To quantify the fluid flow, we compute average flow speeds as the velocity magnitude field averaged brain-wide:

$$\begin{aligned} v = | \Omega |^{-1} \int _{\Omega } | \phi | \, \textrm{d}x, \quad | \Omega | = \int _{\Omega } 1 \, \textrm{d}x, \quad | \phi |^2 = \phi _1^2 + \phi _2^2 + \phi _3^2, \end{aligned}$$

or instead averaged over larger regions (cerebral cortex, subcortical white matter and brain stem) or smaller regions (defined by subject-specific FreeSurfer parcellations). The local fluid influx or efflux described by any velocity field \(\phi = (\phi _1, \phi _2, \phi _3) \) is given by its divergence:

$$\begin{aligned} \nabla \cdot \phi (x) = \partial _{x_1} \phi _1(x) + \partial _{x_2} \phi (x) + \partial _{x_3} \phi (x). \end{aligned}$$

Local clearance rates

Assuming that local clearance of molecules, e.g., via the microcirculation or cellular degradation, is proportional to their concentration c yields the clearance/reaction term rc in (1).

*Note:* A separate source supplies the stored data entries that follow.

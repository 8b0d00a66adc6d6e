// SPDX-License-Identifier: BUSL-1.1
// Copyright (c) 2026 Alfred Jean LLC

//! `cuckoo getmonitor` - unpack a monitor/stager archive into the cwd.
//!
//! The monitor payloads themselves come from a separate release channel;
//! this command only installs a `.tar.zst` archive of them under
//! `monitor/` so task runners can deliver them to guests.

use anyhow::{bail, Context, Result};
use clap::Args;
use cuckoo_core::CuckooCwd;
use std::path::PathBuf;

#[derive(Args)]
pub struct GetmonitorArgs {
    /// Path to the monitor archive (.tar.zst)
    pub archive: PathBuf,
}

pub fn run(global_cwd: Option<PathBuf>, args: GetmonitorArgs) -> Result<()> {
    let cwd = CuckooCwd::resolve(global_cwd)?;

    if !args.archive.is_file() {
        bail!("{} does not exist", args.archive.display());
    }

    let file = std::fs::File::open(&args.archive)
        .with_context(|| format!("opening {}", args.archive.display()))?;
    let decoder = zstd::stream::read::Decoder::new(file)
        .with_context(|| format!("{} is not a zstd archive", args.archive.display()))?;
    let mut archive = tar::Archive::new(decoder);

    let dest = cwd.monitor_dir();
    std::fs::create_dir_all(&dest)?;
    archive
        .unpack(&dest)
        .with_context(|| format!("unpacking into {}", dest.display()))?;

    println!("monitor unpacked into {}", dest.display());
    Ok(())
}

#[cfg(test)]
#[path = "getmonitor_tests.rs"]
mod tests;
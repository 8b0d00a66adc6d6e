// SPDX-License-Identifier: BUSL-1.1
// Copyright (c) 2026 Alfred Jean LLC

use super::*;
use serde_json::json;

#[test]
fn current_version_passes_through() {
    let registry = MigrationRegistry::new();
    let snapshot = json!({"v": 2, "seq": 1, "state": {}});
    let migrated = registry.migrate_to(snapshot.clone(), 2).unwrap();
    assert_eq!(migrated, snapshot);
}

#[test]
fn v1_gets_route_handles_and_nodes() {
    let registry = MigrationRegistry::new();
    let snapshot = json!({
        "v": 1,
        "seq": 7,
        "state": {"analyses": {}, "tasks": {}, "machines": {}}
    });

    let migrated = registry.migrate_to(snapshot, 2).unwrap();
    assert_eq!(migrated["v"], 2);
    assert!(migrated["state"]["route_handles"].is_object());
    assert!(migrated["state"]["node_tasks"].is_object());
    assert!(migrated["state"]["nodes"].is_object());
}

#[test]
fn missing_version_defaults_to_v1() {
    let registry = MigrationRegistry::new();
    let snapshot = json!({"seq": 1, "state": {}});
    let migrated = registry.migrate_to(snapshot, 2).unwrap();
    assert_eq!(migrated["v"], 2);
}

#[test]
fn newer_snapshot_is_refused() {
    let registry = MigrationRegistry::new();
    let snapshot = json!({"v": 99, "seq": 1, "state": {}});
    let err = registry.migrate_to(snapshot, 2).unwrap_err();
    assert!(matches!(err, MigrationError::TooNew(99, 2)));
}

#[test]
fn v1_without_state_object_fails() {
    let registry = MigrationRegistry::new();
    let snapshot = json!({"v": 1, "seq": 1});
    let err = registry.migrate_to(snapshot, 2).unwrap_err();
    assert!(matches!(err, MigrationError::Failed { from: 1, to: 2, .. }));
}
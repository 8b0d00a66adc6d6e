// SPDX-License-Identifier: BUSL-1.1
// Copyright (c) 2026 Alfred Jean LLC

//! Content-addressed storage for submitted files.
//!
//! The canonical copy of a target lives in
//! `binaries/<sha256[0]>/<sha256[1]>/<sha256>`. Files are stored exactly
//! once; concurrent puts of the same bytes are safe via write-to-temp plus
//! rename (create-if-absent).

use sha2::{Digest, Sha256};
use std::fs::{self, File};
use std::io::{self, Read, Write};
use std::path::{Path, PathBuf};
use thiserror::Error;

#[derive(Debug, Error)]
pub enum BinaryStoreError {
    #[error("IO error: {0}")]
    Io(#[from] io::Error),
    #[error("file of {got} bytes is below the minimum of {min}")]
    TooSmall { got: u64, min: u64 },
    #[error("file of {got} bytes exceeds the maximum of {max}")]
    TooLarge { got: u64, max: u64 },
    #[error("no stored binary for {0}")]
    NotFound(String),
}

/// Default minimum accepted file size in bytes.
pub const DEFAULT_MIN_FILE_SIZE: u64 = 133;

/// Default maximum accepted file size in bytes (4 GiB).
pub const DEFAULT_MAX_FILE_SIZE: u64 = 4 * 1024 * 1024 * 1024;

/// Content-addressed blob store rooted at `storage/binaries/`.
#[derive(Debug, Clone)]
pub struct BinaryStore {
    root: PathBuf,
    min_size: u64,
    max_size: u64,
}

impl BinaryStore {
    pub fn new(root: PathBuf) -> Self {
        Self {
            root,
            min_size: DEFAULT_MIN_FILE_SIZE,
            max_size: DEFAULT_MAX_FILE_SIZE,
        }
    }

    pub fn with_size_limits(mut self, min_size: u64, max_size: u64) -> Self {
        self.min_size = min_size;
        self.max_size = max_size;
        self
    }

    /// Path of the blob for a given digest, whether or not it exists.
    pub fn path_of(&self, sha256: &str) -> PathBuf {
        let h0 = &sha256[0..1];
        let h1 = &sha256[1..2];
        self.root.join(h0).join(h1).join(sha256)
    }

    /// Store a file by copying it in, returning its sha256 digest.
    ///
    /// Size limits are enforced before any bytes move. Re-putting the same
    /// content is a no-op that returns the existing digest.
    pub fn put_file(&self, source: &Path) -> Result<String, BinaryStoreError> {
        let size = fs::metadata(source)?.len();
        self.check_size(size)?;

        let digest = hash_file(source)?;
        let dest = self.path_of(&digest);
        if dest.exists() {
            return Ok(digest);
        }

        if let Some(parent) = dest.parent() {
            fs::create_dir_all(parent)?;
        }
        // Copy to a temp file next to the destination, then rename. A
        // concurrent put of the same digest ends with an identical file
        // regardless of which rename lands last.
        let tmp = dest.with_extension(format!("tmp.{}", std::process::id()));
        fs::copy(source, &tmp)?;
        fs::rename(&tmp, &dest)?;
        Ok(digest)
    }

    /// Store raw bytes (used by the node API when receiving payloads).
    pub fn put_bytes(&self, bytes: &[u8]) -> Result<String, BinaryStoreError> {
        self.check_size(bytes.len() as u64)?;

        let mut hasher = Sha256::new();
        hasher.update(bytes);
        let digest = format!("{:x}", hasher.finalize());

        let dest = self.path_of(&digest);
        if dest.exists() {
            return Ok(digest);
        }
        if let Some(parent) = dest.parent() {
            fs::create_dir_all(parent)?;
        }
        let tmp = dest.with_extension(format!("tmp.{}", std::process::id()));
        {
            let mut file = File::create(&tmp)?;
            file.write_all(bytes)?;
            file.sync_all()?;
        }
        fs::rename(&tmp, &dest)?;
        Ok(digest)
    }

    /// Open a stored blob for reading.
    pub fn open(&self, sha256: &str) -> Result<File, BinaryStoreError> {
        let path = self.path_of(sha256);
        if !path.exists() {
            return Err(BinaryStoreError::NotFound(sha256.to_string()));
        }
        Ok(File::open(path)?)
    }

    pub fn contains(&self, sha256: &str) -> bool {
        self.path_of(sha256).exists()
    }

    fn check_size(&self, size: u64) -> Result<(), BinaryStoreError> {
        if size < self.min_size {
            return Err(BinaryStoreError::TooSmall {
                got: size,
                min: self.min_size,
            });
        }
        if size > self.max_size {
            return Err(BinaryStoreError::TooLarge {
                got: size,
                max: self.max_size,
            });
        }
        Ok(())
    }
}

fn hash_file(path: &Path) -> Result<String, BinaryStoreError> {
    let mut file = File::open(path)?;
    let mut hasher = Sha256::new();
    let mut buf = [0u8; 64 * 1024];
    loop {
        let n = file.read(&mut buf)?;
        if n == 0 {
            break;
        }
        hasher.update(&buf[..n]);
    }
    Ok(format!("{:x}", hasher.finalize()))
}

#[cfg(test)]
#[path = "binaries_tests.rs"]
mod tests;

In order to determine subject-specific optimal dispersion and reaction constants \((\alpha , r)\) we formulate the following PDE constrained optimization problem and solve it numerically using the Dolfin-adjoint software [88] using FEniCS [84] and SciPy [89]: Find the scalar parameters \((\alpha , r)\) that minimize

$$\begin{aligned} \sum _{t\in {\mathcal {T}}}||{c}_{\text {mri}}(t) - {c}(t) ||_{L^2(\Omega )} \end{aligned}$$
(4)

where \({c}_{\text {mri}}(t)\) is the tracer concentration estimated from MRI at times \(t\in {\mathcal {T}}\) and c(t) is the numerical solution to (1) with \(\phi = 0\). The initial and boundary conditions are the same as in (1) and we fix \(\alpha =1\) in the white matter. We constrain \(\alpha \in [1,10]\) and \(r\in [10^{-7}\,\textrm{s}^{-1}, 10^{-3} \,\textrm{s}^{-1}]\). This problem is then solved for time step sizes of 30, 20, 10 and 5 min (Additional file 1: Table S9), and the combination of parameters \((\alpha , r)\) found by the minimization algorithm with the smallest time step tested (either 10 or 5 min) reported.